Looks good, but i reall hope those things are flexible. Imagine, having the blade angled, the one wing will point right at an obsticle, meaning it will stop, now what. I would bevell them. They also have to be flexible, because, imagine you blade is not angled and you hit something, your plow will trip, but the wings are now causing it not to trip. Scary. let us know how they work.


----------



## tcfirerescue13 (Jan 13, 2010)

just a quick update. i tapered the wings down 1 1/2" from front to the bend. hopefully that will help a little bit. i also added the warn adjustable plow feet. the last ones i had couldnt adjust so i was always leaving a bit left in the driveway. snow in the forcast for the weekend but not enough to push around. happy plowing all!


----------



## SQuad (Mar 18, 2008)

You'll find with the tapered edge and a radius front that the plow won't catch as much. the wings will lift the plow over some of the obstructions.


----------



## IPLOWSNO (Oct 11, 2008)

what happens when ya trip the blade??????????????????????


----------



## tcfirerescue13 (Jan 13, 2010)

i only tripped the blade once last year. so im not worried.


----------



## IPLOWSNO (Oct 11, 2008)

yea but now you have more weight ah forget it


----------



## tcfirerescue13 (Jan 13, 2010)

i guess i will jsut have to hold on tight!


----------



## tcfirerescue13 (Jan 13, 2010)

UPDATE: wings have been working great all winter. until i hit a frozen snow bank and basically ripped them off. im going to add another bracket towards the bottom. i think that was the problem. BTW havent tripped the plow once.


----------



## IPLOWSNO (Oct 11, 2008)

its too dam heavy to trip hahahaa


----------



## MRadke (Sep 25, 2009)

Can't be much different than a vee plow tripping while in the scoop position.


----------



## ALC-GregH (Nov 26, 2008)

tcfirerescue13;1231903 said:


> UPDATE: wings have been working great all winter. until i hit a frozen snow bank and basically ripped them off. im going to add another bracket towards the bottom. i think that was the problem. BTW havent tripped the plow once.
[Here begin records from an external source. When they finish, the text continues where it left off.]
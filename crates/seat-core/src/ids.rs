//! Typed identifier wrappers.
//!
//! `AgentId` is the spawn order of an agent (and its index in the engine's
//! agent list); `BlockId` is a seat block numbered left to right.

use std::fmt;

macro_rules! typed_id {
    ($(#[$attr:meta])* $vis:vis struct $name:ident($inner:ty);) => {
        $(#[$attr])*
        #[derive(Copy, Clone, PartialEq, Eq, Hash, PartialOrd, Ord, Debug)]
        #[cfg_attr(feature = "serde", derive(serde::Serialize, serde::Deserialize))]
        $vis struct $name(pub $inner);

        impl $name {
            #[inline(always)]
            pub fn index(self) -> usize {
                self.0 as usize
            }

            /// Build from a `Vec` index.  Config bounds keep every index far
            /// inside the inner type's range.
            #[inline]
            pub fn from_index(i: usize) -> Self {
                $name(i as $inner)
            }
        }

        impl fmt::Display for $name {
            fn fmt(&self, f: &mut fmt::Formatter<'_>) -> fmt::Result {
                write!(f, "{}#{}", stringify!($name), self.0)
            }
        }
    };
}

typed_id! {
    /// Spawn-ordered agent index.
    pub struct AgentId(u32);
}

typed_id! {
    /// Seat block index, 0 = leftmost.
    pub struct BlockId(u16);
}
I saw this thread and when I saw the pics, my first thought was, those won't last long. He'll rip them right off the blade. Talk about a bulls eye!


----------



## tcfirerescue13 (Jan 13, 2010)

2 things: 1- how can the plow be too heavy? each wing weighs less than 4lbs. and 2 - they part that failed was the bracket. the wing part itself is still completely intact.


----------